What to work on.
Please repeat, unchanged, the lines at the top of the listing below, ending with the one that has "Runs claimed events".

Exercise data.
----

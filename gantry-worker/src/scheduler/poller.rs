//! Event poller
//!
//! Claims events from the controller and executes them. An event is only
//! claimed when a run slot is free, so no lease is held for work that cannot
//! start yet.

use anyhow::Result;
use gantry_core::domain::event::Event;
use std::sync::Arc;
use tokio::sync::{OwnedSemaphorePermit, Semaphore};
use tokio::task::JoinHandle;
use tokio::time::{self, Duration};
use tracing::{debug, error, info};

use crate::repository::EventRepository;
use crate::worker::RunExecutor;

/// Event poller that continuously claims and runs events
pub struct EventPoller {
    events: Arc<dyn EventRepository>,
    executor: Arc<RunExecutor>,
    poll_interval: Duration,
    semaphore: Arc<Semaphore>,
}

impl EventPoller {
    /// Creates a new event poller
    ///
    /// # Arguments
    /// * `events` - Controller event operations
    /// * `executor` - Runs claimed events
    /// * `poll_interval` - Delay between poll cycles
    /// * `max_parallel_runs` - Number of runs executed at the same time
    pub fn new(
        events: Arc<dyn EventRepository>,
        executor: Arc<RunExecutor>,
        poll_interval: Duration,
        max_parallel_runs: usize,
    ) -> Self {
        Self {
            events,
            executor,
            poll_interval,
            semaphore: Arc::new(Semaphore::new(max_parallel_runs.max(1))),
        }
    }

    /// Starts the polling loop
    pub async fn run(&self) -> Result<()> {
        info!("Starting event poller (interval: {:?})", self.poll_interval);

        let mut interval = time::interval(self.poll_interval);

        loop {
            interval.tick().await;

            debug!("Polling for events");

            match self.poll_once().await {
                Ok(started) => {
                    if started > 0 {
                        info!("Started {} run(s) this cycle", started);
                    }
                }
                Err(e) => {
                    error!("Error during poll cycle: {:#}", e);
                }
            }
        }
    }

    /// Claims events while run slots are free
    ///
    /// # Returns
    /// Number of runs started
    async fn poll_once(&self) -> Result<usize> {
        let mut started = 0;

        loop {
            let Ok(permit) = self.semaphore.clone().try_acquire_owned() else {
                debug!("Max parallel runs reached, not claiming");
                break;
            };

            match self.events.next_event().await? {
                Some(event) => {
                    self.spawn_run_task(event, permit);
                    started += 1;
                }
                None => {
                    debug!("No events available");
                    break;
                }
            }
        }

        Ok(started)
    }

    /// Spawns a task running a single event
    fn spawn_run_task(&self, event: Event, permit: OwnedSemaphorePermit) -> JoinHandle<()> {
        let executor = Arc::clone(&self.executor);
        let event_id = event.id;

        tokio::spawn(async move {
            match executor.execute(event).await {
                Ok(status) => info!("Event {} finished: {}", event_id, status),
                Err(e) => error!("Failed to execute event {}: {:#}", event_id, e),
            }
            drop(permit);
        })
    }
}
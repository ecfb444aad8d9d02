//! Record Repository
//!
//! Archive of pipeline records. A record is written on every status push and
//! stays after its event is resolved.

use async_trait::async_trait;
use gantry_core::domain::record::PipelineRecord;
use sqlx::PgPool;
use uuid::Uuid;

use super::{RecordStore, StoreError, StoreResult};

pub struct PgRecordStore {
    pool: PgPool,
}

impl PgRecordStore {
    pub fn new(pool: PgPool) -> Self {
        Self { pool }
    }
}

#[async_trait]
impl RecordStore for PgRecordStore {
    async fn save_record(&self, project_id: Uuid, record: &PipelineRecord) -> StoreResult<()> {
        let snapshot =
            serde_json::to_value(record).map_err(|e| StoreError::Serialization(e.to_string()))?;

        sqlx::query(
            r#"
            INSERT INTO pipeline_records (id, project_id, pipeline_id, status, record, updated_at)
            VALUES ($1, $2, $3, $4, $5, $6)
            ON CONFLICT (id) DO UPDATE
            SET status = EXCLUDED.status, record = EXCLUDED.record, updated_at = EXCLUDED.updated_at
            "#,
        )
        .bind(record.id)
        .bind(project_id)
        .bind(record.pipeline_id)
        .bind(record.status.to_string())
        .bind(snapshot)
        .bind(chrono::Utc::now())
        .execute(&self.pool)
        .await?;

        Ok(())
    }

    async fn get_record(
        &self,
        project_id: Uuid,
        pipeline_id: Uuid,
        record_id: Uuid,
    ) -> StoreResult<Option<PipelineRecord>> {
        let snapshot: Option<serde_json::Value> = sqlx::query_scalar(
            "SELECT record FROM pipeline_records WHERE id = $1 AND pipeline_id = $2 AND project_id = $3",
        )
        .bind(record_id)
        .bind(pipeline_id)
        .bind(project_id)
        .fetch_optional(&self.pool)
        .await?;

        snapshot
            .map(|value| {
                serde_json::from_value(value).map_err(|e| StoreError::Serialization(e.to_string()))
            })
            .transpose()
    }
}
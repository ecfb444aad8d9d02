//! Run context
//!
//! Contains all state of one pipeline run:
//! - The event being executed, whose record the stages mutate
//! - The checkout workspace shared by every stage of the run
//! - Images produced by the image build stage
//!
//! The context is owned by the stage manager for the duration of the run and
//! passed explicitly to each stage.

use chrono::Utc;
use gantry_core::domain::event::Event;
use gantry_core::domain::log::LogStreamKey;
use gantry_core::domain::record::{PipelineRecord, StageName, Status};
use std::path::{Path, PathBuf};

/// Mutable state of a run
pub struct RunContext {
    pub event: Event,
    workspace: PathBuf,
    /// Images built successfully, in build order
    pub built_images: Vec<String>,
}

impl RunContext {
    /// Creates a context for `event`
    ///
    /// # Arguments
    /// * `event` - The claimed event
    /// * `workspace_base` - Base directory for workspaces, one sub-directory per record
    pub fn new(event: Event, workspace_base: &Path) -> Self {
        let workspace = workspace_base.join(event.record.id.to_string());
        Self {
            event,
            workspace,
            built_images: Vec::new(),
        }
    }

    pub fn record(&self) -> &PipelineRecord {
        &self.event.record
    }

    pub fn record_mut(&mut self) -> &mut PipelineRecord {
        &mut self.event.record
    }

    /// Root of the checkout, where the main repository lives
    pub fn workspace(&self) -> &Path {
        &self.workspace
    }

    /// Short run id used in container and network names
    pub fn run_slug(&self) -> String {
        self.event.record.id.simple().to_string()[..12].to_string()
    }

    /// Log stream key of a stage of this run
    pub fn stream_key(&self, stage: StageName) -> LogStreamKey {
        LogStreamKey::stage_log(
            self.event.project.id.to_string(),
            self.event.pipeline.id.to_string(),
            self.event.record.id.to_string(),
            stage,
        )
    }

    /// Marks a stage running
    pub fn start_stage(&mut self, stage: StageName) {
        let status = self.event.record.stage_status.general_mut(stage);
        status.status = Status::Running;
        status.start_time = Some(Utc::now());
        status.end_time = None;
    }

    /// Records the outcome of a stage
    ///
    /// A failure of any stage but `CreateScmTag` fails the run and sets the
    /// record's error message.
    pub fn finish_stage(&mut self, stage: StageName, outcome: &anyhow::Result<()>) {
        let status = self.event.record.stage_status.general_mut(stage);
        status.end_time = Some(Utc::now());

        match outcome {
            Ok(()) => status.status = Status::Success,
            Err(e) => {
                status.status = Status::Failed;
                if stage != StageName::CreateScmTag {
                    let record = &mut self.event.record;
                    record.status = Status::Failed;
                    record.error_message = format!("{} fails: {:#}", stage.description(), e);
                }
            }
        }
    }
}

----

Result.
filename gantry-worker/src/scheduler/poller.rs
//! Event poller
//!
//! Claims events from the controller and executes them. An event is only
//! claimed when a run slot is free, so no lease is held for work that cannot
//! start yet.

use anyhow::Result;
use gantry_core::domain::event::Event;
use std::sync::Arc;
use tokio::sync::{OwnedSemaphorePermit, Semaphore};
use tokio::task::JoinHandle;
use tokio::time::{self, Duration};
use tracing::{debug, error, info};

use crate::repository::EventRepository;
use crate::worker::RunExecutor;

/// Event poller that continuously claims and runs events
pub struct EventPoller {
    events: Arc<dyn EventRepository>,
    executor: Arc<RunExecutor>,
    poll_interval: Duration,
    semaphore: Arc<Semaphore>,
}

impl EventPoller {
    /// Creates a new event poller
    ///
    /// # Arguments
    /// * `events` - Controller event operations
    /// * `executor` - Runs claimed events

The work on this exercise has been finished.